Neural-doodle and style transfer

I’m still playing with neural-doodle. It’s a bit slow, due to my insistence on using larger image sizes for nice results. I’d probably get further with smaller images iterating faster on the GPU before rendering a full resolution, but one of the things I’m currently experimenting with is finding which settings get the best final results.

Said results, so far, are a mix of astonishing and a noisy mess, depending on which style image I use and how it’s marked-up semantically. The algorithm is very good at understanding the edges of the branches and leaves, so marking too close to them can sometimes have a worse result.

The scale of the replacement image also matters. I’m using Gigapixel scans of public domain artwork for most of my style images, so I have the resolution to crop out a small section of the painting. This works better than trying to use the full-scale painting. I’m not sure yet if that is because the details are too small once I scale down the larger painting, or if it is because the subject of the cropped image has more similarities with the target content. The algorithm appears to be very sensitive to the scale of the features in the image; using a larger image produces a different result.

I think that of all of the artistic applications of neural networks, style transfer algorithms have the most potential for artists in the near term. Taking a photo or a sketch, applying a style image that you painted, and getting a usable result that can be put into whatever game, film, comic, or other project you’re working on will be a handy ability for some future artists. Whatever default settings it ships with will probably be overused and we’ll have a rash of van Gogh-styled photo filters, but for working artists it’ll probably take on the status of something like Z-Brush or Mudbox: a tool that you use to sculpt a result that would have taken you hundred of hours to do by hand.

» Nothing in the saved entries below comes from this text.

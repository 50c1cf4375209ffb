// SPDX-License-Identifier: PolyForm-Noncommercial-1.0.0
// Copyright (c) 2025 Sylvex. All rights reserved.

//! Node instances and the arena that owns them.
//!
//! Nodes live in an arena and refer to each other through
//! [`NodeHandle`]s. A child holds its parent's handle without owning it; a
//! parent owns its children, so freeing a node frees its whole subtree.
//! Handles are generational: once a slot is freed and reused, old handles to
//! it stop resolving instead of aliasing the new node.

use std::collections::HashMap;
use std::fmt;

use bitflags::bitflags;
use serde::{Deserialize, Serialize};

use crate::defaults::{EncodedDefaults, NodeAttributes};
use crate::types::{NodeId, QualifiedName, Variant};

// =============================================================================
// NodeHandle
// =============================================================================

/// Generational handle of a node in an address space.
#[derive(Debug, Clone, Copy, PartialEq, Eq, Hash, PartialOrd, Ord)]
pub struct NodeHandle {
    index: u32,
    generation: u32,
}

impl NodeHandle {
    /// Returns the arena slot index.
    #[inline]
    pub fn index(&self) -> u32 {
        self.index
    }

    /// Returns the slot generation.
    #[inline]
    pub fn generation(&self) -> u32 {
        self.generation
    }
}

impl fmt::Display for NodeHandle {
    fn fmt(&self, f: &mut fmt::Formatter<'_>) -> fmt::Result {
        write!(f, "node#{}v{}", self.index, self.generation)
    }
}

// =============================================================================
// NodeState
// =============================================================================

/// Lifecycle state of a node.
#[derive(Debug, Clone, Copy, PartialEq, Eq, Hash, Default, Serialize, Deserialize)]
pub enum NodeState {
    /// Created, defaults not yet applied.
    #[default]
    Uninitialized,
    /// Defaults applied and mandatory children materialized.
    Initialized,
}

impl fmt::Display for NodeState {
    fn fmt(&self, f: &mut fmt::Formatter<'_>) -> fmt::Result {
        match self {
            Self::Uninitialized => write!(f, "uninitialized"),
            Self::Initialized => write!(f, "initialized"),
        }
    }
}

// =============================================================================
// ChangeMask
// =============================================================================

bitflags! {
    /// Aspects of a node changed since the last flush.
    #[derive(Debug, Clone, Copy, PartialEq, Eq, Hash, Default)]
    pub struct ChangeMask: u8 {
        /// A child was added, replaced or removed.
        const CHILDREN = 0x01;
        /// A non-hierarchical reference changed.
        const REFERENCES = 0x02;
        /// A non-value attribute changed.
        const NON_VALUE = 0x04;
        /// The value changed.
        const VALUE = 0x08;
        /// The node was deleted.
        const DELETED = 0x10;
    }
}

// =============================================================================
// NodeInstance
// =============================================================================

/// A materialized node.
#[derive(Debug, Clone)]
pub struct NodeInstance {
    pub(crate) type_id: NodeId,
    pub(crate) parent: Option<NodeHandle>,
    pub(crate) children: HashMap<String, NodeHandle>,
    pub(crate) attributes: NodeAttributes,
    pub(crate) state: NodeState,
    pub(crate) change_mask: ChangeMask,
    pub(crate) slot_defaults: Option<EncodedDefaults>,
}

impl NodeInstance {
    pub(crate) fn new(type_id: NodeId, attributes: NodeAttributes) -> Self {
        Self {
            type_id,
            parent: None,
            children: HashMap::new(),
            attributes,
            state: NodeState::Uninitialized,
            change_mask: ChangeMask::empty(),
            slot_defaults: None,
        }
    }

    /// Returns the type of this node.
    pub fn type_id(&self) -> &NodeId {
        &self.type_id
    }

    /// Returns the parent, if attached.
    pub fn parent(&self) -> Option<NodeHandle> {
        self.parent
    }

    /// Returns the browse name.
    pub fn browse_name(&self) -> &QualifiedName {
        &self.attributes.browse_name
    }

    /// Returns the attributes.
    pub fn attributes(&self) -> &NodeAttributes {
        &self.attributes
    }

    /// Returns the current value.
    pub fn value(&self) -> &Variant {
        &self.attributes.value
    }

    /// Returns the lifecycle state.
    pub fn state(&self) -> NodeState {
        self.state
    }

    /// Returns `true` once defaults have been applied.
    pub fn is_initialized(&self) -> bool {
        self.state == NodeState::Initialized
    }

    /// Returns the pending change mask.
    pub fn change_mask(&self) -> ChangeMask {
        self.change_mask
    }

    /// Returns the number of materialized children.
    pub fn child_count(&self) -> usize {
        self.children.len()
    }

    pub(crate) fn child(&self, name: &str) -> Option<NodeHandle> {
        self.children.get(name).copied()
    }

    pub(crate) fn child_key_of(&self, handle: NodeHandle) -> Option<String> {
        self.children
            .iter()
            .find(|(_, child)| **child == handle)
            .map(|(name, _)| name.clone())
    }
}

// =============================================================================
// NodeArena
// =============================================================================

#[derive(Debug, Clone)]
struct Entry {
    generation: u32,
    node: Option<NodeInstance>,
}

/// Slot storage for nodes with a free list.
#[derive(Debug, Clone, Default)]
pub(crate) struct NodeArena {
    entries: Vec<Entry>,
    free: Vec<u32>,
    live: usize,
}

impl NodeArena {
    pub(crate) fn new() -> Self {
        Self::default()
    }

    pub(crate) fn insert(&mut self, node: NodeInstance) -> NodeHandle {
        self.live += 1;

        if let Some(index) = self.free.pop() {
            let entry = &mut self.entries[index as usize];
            entry.node = Some(node);
            return NodeHandle {
                index,
                generation: entry.generation,
            };
        }

        let index = self.entries.len() as u32;
        self.entries.push(Entry {
            generation: 0,
            node: Some(node),
        });
        NodeHandle {
            index,
            generation: 0,
        }
    }

    /// Frees one node. Its children are not touched.
    pub(crate) fn remove(&mut self, handle: NodeHandle) -> Option<NodeInstance> {
        let entry = self.entries.get_mut(handle.index as usize)?;
        if entry.generation != handle.generation {
            return None;
        }
        let node = entry.node.take()?;
        entry.generation = entry.generation.wrapping_add(1);
        self.free.push(handle.index);
        self.live -= 1;
        Some(node)
    }

    pub(crate) fn get(&self, handle: NodeHandle) -> Option<&NodeInstance> {
        self.entries
            .get(handle.index as usize)
            .filter(|entry| entry.generation == handle.generation)
            .and_then(|entry| entry.node.as_ref())
    }

    pub(crate) fn get_mut(&mut self, handle: NodeHandle) -> Option<&mut NodeInstance> {
        self.entries
            .get_mut(handle.index as usize)
            .filter(|entry| entry.generation == handle.generation)
            .and_then(|entry| entry.node.as_mut())
    }

    pub(crate) fn len(&self) -> usize {
        self.live
    }
}

// =============================================================================
// Tests
// =============================================================================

It will, of course, also raise questions about copyright, intellectual property, and just who exactly is responsible for what part of the result, which is one reason why I’ve been using my own art and public domain paintings as the source images for my experiments. Having public domain data with clear licenses for this kind of stuff is going to be critically important for keeping the artistic possibilities of these kinds of tools open to everyone to experiment with.